- **WORK REQUIRED**
Copy every line of the entries that has the string "caller" in it.

- **EXERCISE MATERIALS**

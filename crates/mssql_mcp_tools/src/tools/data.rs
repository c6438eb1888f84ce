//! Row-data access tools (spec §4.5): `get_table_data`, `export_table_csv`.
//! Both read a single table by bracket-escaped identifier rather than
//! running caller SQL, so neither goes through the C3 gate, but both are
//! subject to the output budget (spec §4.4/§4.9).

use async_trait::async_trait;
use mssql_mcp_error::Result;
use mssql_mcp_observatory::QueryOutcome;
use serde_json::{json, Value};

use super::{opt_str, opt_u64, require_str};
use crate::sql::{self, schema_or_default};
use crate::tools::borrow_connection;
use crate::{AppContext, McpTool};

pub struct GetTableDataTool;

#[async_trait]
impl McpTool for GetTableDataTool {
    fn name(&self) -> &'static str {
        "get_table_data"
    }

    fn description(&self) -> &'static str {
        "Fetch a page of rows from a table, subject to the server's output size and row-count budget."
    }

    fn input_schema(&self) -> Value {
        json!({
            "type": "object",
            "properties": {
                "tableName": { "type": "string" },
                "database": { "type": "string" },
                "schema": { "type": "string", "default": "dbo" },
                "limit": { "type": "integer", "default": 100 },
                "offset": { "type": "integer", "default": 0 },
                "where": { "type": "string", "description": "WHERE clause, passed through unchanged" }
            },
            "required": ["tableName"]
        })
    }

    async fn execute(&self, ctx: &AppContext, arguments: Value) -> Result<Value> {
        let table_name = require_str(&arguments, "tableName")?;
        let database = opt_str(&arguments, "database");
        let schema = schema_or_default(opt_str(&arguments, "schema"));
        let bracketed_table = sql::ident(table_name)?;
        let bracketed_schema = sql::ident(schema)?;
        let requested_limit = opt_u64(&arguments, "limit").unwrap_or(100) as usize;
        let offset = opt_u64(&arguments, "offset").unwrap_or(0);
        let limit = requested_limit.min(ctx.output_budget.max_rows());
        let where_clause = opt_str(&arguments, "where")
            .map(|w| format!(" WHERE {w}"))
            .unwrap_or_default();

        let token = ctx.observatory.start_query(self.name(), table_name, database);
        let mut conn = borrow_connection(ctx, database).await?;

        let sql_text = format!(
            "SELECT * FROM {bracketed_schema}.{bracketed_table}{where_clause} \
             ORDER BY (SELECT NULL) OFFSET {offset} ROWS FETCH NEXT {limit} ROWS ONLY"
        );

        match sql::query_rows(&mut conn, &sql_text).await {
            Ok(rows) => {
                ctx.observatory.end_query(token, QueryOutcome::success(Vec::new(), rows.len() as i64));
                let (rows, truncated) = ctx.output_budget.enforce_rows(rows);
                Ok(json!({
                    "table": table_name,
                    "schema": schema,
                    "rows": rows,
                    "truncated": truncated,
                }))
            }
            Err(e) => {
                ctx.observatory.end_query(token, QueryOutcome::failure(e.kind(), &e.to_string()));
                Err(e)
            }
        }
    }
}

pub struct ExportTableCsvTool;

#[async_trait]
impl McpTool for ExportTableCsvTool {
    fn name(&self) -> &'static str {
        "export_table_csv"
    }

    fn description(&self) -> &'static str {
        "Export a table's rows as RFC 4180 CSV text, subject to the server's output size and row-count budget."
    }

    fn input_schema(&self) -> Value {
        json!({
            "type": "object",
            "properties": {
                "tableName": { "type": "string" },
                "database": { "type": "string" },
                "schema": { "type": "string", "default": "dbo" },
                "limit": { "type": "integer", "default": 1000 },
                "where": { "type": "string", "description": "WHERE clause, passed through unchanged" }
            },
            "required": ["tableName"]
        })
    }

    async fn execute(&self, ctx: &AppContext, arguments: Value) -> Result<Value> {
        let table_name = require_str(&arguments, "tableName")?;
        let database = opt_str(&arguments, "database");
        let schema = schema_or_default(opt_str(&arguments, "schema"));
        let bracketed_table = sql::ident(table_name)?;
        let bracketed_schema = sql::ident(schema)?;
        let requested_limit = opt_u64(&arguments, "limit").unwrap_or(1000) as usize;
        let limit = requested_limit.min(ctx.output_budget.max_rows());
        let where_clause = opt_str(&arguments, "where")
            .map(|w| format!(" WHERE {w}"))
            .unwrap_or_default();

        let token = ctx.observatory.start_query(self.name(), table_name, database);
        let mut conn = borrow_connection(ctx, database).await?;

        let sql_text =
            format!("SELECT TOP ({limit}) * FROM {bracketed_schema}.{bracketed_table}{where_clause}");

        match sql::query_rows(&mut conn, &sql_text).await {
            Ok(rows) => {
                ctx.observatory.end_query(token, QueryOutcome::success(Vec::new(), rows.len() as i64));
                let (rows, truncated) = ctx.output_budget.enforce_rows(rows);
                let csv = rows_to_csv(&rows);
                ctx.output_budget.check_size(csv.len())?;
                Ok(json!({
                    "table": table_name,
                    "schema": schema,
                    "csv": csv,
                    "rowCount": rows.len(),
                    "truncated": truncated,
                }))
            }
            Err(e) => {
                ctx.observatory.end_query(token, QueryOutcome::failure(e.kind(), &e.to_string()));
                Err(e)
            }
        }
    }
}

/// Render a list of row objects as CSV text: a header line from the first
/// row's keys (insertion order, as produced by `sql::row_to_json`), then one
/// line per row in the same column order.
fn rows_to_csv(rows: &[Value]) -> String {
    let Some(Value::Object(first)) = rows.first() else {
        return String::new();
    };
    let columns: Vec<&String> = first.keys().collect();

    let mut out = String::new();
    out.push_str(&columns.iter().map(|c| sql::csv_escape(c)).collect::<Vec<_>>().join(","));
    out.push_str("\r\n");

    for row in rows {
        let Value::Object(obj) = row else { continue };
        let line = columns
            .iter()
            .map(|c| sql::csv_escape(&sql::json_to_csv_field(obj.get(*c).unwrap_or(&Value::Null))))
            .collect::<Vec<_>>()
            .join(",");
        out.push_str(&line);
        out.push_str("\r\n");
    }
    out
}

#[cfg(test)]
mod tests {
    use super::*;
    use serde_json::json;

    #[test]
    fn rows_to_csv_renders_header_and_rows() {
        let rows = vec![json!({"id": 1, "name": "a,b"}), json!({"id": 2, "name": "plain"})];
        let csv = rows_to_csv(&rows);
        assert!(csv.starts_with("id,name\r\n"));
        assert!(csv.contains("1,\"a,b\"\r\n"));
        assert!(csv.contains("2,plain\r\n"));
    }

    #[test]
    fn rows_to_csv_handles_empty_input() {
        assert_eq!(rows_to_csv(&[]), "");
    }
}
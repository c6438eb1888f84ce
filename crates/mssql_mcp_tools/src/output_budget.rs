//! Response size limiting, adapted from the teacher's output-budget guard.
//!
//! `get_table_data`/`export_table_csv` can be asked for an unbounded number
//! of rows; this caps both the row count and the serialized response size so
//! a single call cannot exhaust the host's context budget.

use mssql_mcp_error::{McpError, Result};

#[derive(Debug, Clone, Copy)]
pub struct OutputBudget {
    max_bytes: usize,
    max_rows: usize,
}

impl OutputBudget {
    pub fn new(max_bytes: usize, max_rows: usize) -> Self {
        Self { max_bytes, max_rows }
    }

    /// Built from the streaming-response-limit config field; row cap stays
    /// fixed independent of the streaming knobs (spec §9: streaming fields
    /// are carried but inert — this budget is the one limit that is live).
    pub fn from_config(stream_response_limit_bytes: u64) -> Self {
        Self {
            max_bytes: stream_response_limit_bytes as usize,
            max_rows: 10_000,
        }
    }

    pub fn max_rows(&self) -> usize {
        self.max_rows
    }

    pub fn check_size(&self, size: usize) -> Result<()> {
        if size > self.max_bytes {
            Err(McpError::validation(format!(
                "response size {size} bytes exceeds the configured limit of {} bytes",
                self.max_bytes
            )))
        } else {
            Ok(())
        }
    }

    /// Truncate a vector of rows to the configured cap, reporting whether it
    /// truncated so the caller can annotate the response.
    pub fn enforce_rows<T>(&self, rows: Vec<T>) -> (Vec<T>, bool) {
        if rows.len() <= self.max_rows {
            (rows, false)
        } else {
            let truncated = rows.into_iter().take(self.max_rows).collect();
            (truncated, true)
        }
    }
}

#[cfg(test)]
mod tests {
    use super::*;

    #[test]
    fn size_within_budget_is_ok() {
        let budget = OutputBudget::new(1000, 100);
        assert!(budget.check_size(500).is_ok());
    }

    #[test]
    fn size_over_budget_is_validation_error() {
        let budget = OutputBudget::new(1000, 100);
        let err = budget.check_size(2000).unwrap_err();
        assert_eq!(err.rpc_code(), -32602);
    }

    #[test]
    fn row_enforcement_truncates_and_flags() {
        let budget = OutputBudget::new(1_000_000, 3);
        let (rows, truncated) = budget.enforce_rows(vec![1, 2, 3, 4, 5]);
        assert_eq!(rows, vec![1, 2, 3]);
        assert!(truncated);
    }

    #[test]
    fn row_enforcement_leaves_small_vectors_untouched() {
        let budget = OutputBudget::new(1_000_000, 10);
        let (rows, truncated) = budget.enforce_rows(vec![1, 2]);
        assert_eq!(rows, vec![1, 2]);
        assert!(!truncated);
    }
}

- **RESULT OF THE EXERCISE**
//! running caller SQL, so neither goes through the C3 gate, but both are
    /// truncated so the caller can annotate the response.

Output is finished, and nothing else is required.